1. Whether WA is preferenced over non-WA students
2. Regarding the ATAR+UCAT inconsistencies we've observed on MSO

This was their response:
1610534544593.png

I have now sent an email essentially explaining A1's reasoning (thanks a lot dude!) and am awaiting their reply
 

A1

Admissions Speculator
Moderator
This was their response:

You can file a lawsuit based off this Curtin's response.

Curtin says "Ranking has been correctly completed in accordance with the published methodology ... as stated in the 2021 Admissions Guide"

The Guide says "Applicants are ranked and selected for interview based on the weighted sum of their academic merit score (ATAR or equivalent) and their UCAT ANZ score (out of 3600) in the ratio of 60:40"
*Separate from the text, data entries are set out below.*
//! Client-side search and category filtering over loaded items
//!
//! Everything here is pure and synchronous: the visible list is recomputed
//! from the accumulated items on every read, never fetched.

use std::fmt;
use std::str::FromStr;

use serde::{Deserialize, Serialize};

use crate::kind::EntityKind;
use crate::model::Item;

/// Literal used by the presentation layer for "no category filter"
pub const ALL_CATEGORIES: &str = "All";

/// Active category selection
#[derive(Debug, Clone, Default, PartialEq, Eq, Serialize, Deserialize)]
#[serde(from = "String", into = "String")]
pub enum CategoryFilter {
    #[default]
    All,
    Only(String),
}

impl CategoryFilter {
    pub fn new(value: impl Into<String>) -> Self {
        let value = value.into();
        if value == ALL_CATEGORIES {
            CategoryFilter::All
        } else {
            CategoryFilter::Only(value)
        }
    }

    pub fn is_all(&self) -> bool {
        matches!(self, CategoryFilter::All)
    }

    /// Whether an item with the given category passes. Items without a
    /// category only pass the `All` filter.
    pub fn admits(&self, category: Option<&str>) -> bool {
        match self {
            CategoryFilter::All => true,
            CategoryFilter::Only(wanted) => category == Some(wanted.as_str()),
        }
    }
}

impl fmt::Display for CategoryFilter {
    fn fmt(&self, f: &mut fmt::Formatter<'_>) -> fmt::Result {
        match self {
            CategoryFilter::All => f.write_str(ALL_CATEGORIES),
            CategoryFilter::Only(value) => f.write_str(value),
        }
    }
}

impl From<String> for CategoryFilter {
    fn from(value: String) -> Self {
        CategoryFilter::new(value)
    }
}

impl From<CategoryFilter> for String {
    fn from(filter: CategoryFilter) -> Self {
        filter.to_string()
    }
}

impl FromStr for CategoryFilter {
    type Err = std::convert::Infallible;

    fn from_str(s: &str) -> Result<Self, Self::Err> {
        Ok(CategoryFilter::new(s))
    }
}

/// Transient search box + category selector state
#[derive(Debug, Clone, Default, PartialEq, Eq, Serialize, Deserialize)]
pub struct FilterState {
    pub query: String,
    pub category: CategoryFilter,
}

impl FilterState {
    pub fn new(query: impl Into<String>, category: CategoryFilter) -> Self {
        Self {
            query: query.into(),
            category,
        }
    }

    /// True when the filter cannot hide anything
    pub fn is_identity(&self) -> bool {
        self.query.is_empty() && self.category.is_all()
    }

    /// Single-item predicate combining search and category
    pub fn admits(&self, kind: EntityKind, item: &Item) -> bool {
        kind.matches(item, &self.query) && self.category.admits(kind.category_of(item))
    }
}

/// Visible subset of `items`, in their original order
pub fn visible<'a>(kind: EntityKind, items: &'a [Item], filter: &FilterState) -> Vec<&'a Item> {
    items.iter().filter(|item| filter.admits(kind, item)).collect()
}

/// What to show in place of an empty visible list
#[derive(Debug, Clone, PartialEq, Eq, Serialize)]
#[serde(tag = "placeholder", content = "message", rename_all = "snake_case")]
pub enum Placeholder {
    /// Nothing has been loaded for this collection
    EmptyCollection(String),
    /// Items are loaded but the filters hide all of them
    NoMatches,
}

impl Placeholder {
    pub fn message(&self) -> &str {
        match self {
            Placeholder::EmptyCollection(message) => message,
            Placeholder::NoMatches => "No items match your search filters.",
        }
    }
}

impl fmt::Display for Placeholder {
    fn fmt(&self, f: &mut fmt::Formatter<'_>) -> fmt::Result {
        f.write_str(self.message())
    }
}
This means it must be 60%(ATAR) + 40%(UCAT Score/3600) -
NOT 60%(ATAR/100) + 40%(UCAT Score/3600) as Curtin has done. They have not done it correctly in accordance with the Guide.

EtA: Btw both formulas are invalid methods for combining different scores, but this is an easier way to show Curtin has not done it correctly.
 

A1

Admissions Speculator
Moderator
This post is for someone at Curtin Medicine and Admissions to please read.

Please see this webpage (by a University College) > An explanation of z-scores (standardized values)

its title is : Z-Scores: A note done for Admissions board
its point is : Z-scores are a useful way to combine scores from data that has different means and ranges. The past two years z-scores have been used to help rank order the entrance test results.

If Curtin Admissions doesn't understand z-scores, instead you sum a rank (ATAR) with a score (UCAT) to rank applicants, I suggest you need to seek professional help.